Le Conseil de Paris a voté mardi un vœu demandant à ce qu'une loi intégrale soit rapidement inscrite à l'ordre du jour du parlement. Cette demande émerge après l'affaire tragique de Lyhanna, suscitant l'engagement d'une coalition de groupes féministes et de défenseurs des enfants, qui réclament une réforme urgente.
Le maire socialiste, Emmanuel Grégoire, a exprimé son souhait que le gouvernement prenne des mesures urgentes, déclarant : « Nous invitons le gouvernement à se saisir en urgence du dossier pour l’inscrire à l’agenda parlementaire ». Ce vœu a été adopté à l’unanimité après une minute de silence en mémoire de Lyhanna.
Une réponse collective face à la crise
La ville de Paris s’affiche comme la première collectivité à soutenir activement cette initiative. Florence Volt, porte-parole de la Fondation des femmes, a salué cet engagement et espère un soutien accru de la part d'autres municipalités. « J'espère que d'autres collectivités emboîteront le pas », a déclaré la députée PS Céline Thiébault-Martinez, qui a présenté cette proposition de loi.
Plus d'un millier de manifestants ont également défilé devant le ministère de la Justice à Paris, s'alignant sur la demande d'une législation qui couvre divers domaines, y compris la justice, la protection des enfants et la santé.

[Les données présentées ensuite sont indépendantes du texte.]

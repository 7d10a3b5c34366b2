//! Operator CLI for inspecting and repairing persisted bridge sessions.
//!
//! All logic lives in the library; this binary only wires paths to the
//! stores. Model-driven iteration is launched by the surrounding tooling,
//! not from here.

use std::path::PathBuf;

use anyhow::Context;
use clap::{Parser, Subcommand};
use tracing_subscriber::EnvFilter;

use review_bridge::bridge::{
    BridgeConfig, BridgeSession, CircuitBreaker, CircuitBreakerRecord, FileStore, SessionRecord,
};

#[derive(Parser, Debug)]
#[command(author, version, about, long_about = None)]
struct Args {
    /// Path to the session record (overrides BRIDGE_SESSION_PATH)
    #[arg(long)]
    session: Option<PathBuf>,

    #[command(subcommand)]
    command: Command,
}

#[derive(Subcommand, Debug)]
enum Command {
    /// Create a fresh session record in PREFLIGHT
    Init {
        /// Stable bridge identifier; generated when omitted
        #[arg(long)]
        bridge_id: Option<String>,
        /// Maximum review iterations
        #[arg(long, default_value_t = 5)]
        depth: u32,
    },
    /// Print the session and breaker status
    Status,
    /// Re-arm a tripped circuit breaker (history is kept)
    ResetBreaker,
}

fn session_path(args: &Args) -> anyhow::Result<PathBuf> {
    if let Some(path) = &args.session {
        return Ok(path.clone());
    }
    std::env::var("BRIDGE_SESSION_PATH")
        .map(PathBuf::from)
        .context("no --session flag and BRIDGE_SESSION_PATH is unset")
}

/// Breaker record lives next to the session it guards.
fn breaker_path(session: &PathBuf) -> PathBuf {
    session.with_extension("breaker.json")
}

fn main() -> anyhow::Result<()> {
    tracing_subscriber::fmt()
        .with_env_filter(EnvFilter::from_default_env())
        .init();

    let args = Args::parse();
    let path = session_path(&args)?;

    match args.command {
        Command::Init { bridge_id, depth } => {
            let bridge_id =
                bridge_id.unwrap_or_else(|| format!("br-{}", uuid::Uuid::new_v4().simple()));
            let store = FileStore::<SessionRecord>::new(&path);
            let session = BridgeSession::init(store, bridge_id.as_str(), BridgeConfig::new(depth))?;
            println!("{}", session.read()?.status_line());
        }
        Command::Status => {
            let store = FileStore::<SessionRecord>::new(&path);
            let session = BridgeSession::resume(store)?;
            let record = session.read()?;
            println!("{}", record.status_line());

            let breaker_store = FileStore::<CircuitBreakerRecord>::new(breaker_path(&path));
            if breaker_store.path().exists() {
                let breaker = CircuitBreaker::open(breaker_store)?;
                let record = breaker.read()?;
                println!(
                    "breaker: {:?} cycles={} trips={}",
                    record.state,
                    record.triggers.cycle_count.current,
                    record.history.len()
                );
            }
        }
        Command::ResetBreaker => {
            let breaker_store = FileStore::<CircuitBreakerRecord>::new(breaker_path(&path));
            let breaker = CircuitBreaker::open(breaker_store)?;
            breaker.reset()?;
            println!("breaker re-armed; history preserved");
        }
    }

    Ok(())
}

Hélène Renaud, une militante de la cause, a commenté : « Les victimes ont besoin d'une protection juridique solide, et il nous faut des actions concrètes ». La nécessité d'une action significative est également soulignée par le rapport récent de la Ciivise, qui soulève des inquiétudes sur le faible taux de condamnation des violences sexuelles sur mineurs en France.
La pression monte pour l'action législative
Le débat sur cette loi revient dans un contexte alarmant où des enquêtes récentes ont mis en lumière des manquements dans la protection des mineurs dans les établissements scolaires. « Une loi ne remplacera pas dix ans d’inaction », a déclaré Maud Gatel, conseillère municipale (MoDem), soulignant les défis à relever. « Les petits Parisiens méritent mieux, la ville doit assumer ses responsabilités ».
Des appels à l'action se multiplient, avec un soutien croissant de la part de la société civile et des élus, qui attendent désormais que le gouvernement donne suite à ce vœu urgent qui pourrait marquer un tournant décisif dans la lutte contre les violences sexuelles et la protection des victimes.
L’ancien premier adjoint, quant à lui, a initié une enquête indépendante pour éclaircir les événements des dix dernières années, tandis qu’une mission d’évaluation transpartisane sera mise en place au Conseil de Paris, à la demande de l’opposition de droite. Le chemin vers une réforme législative s’annonce jalonné d’obstacles, mais la volonté politique semble en train de se cristalliser.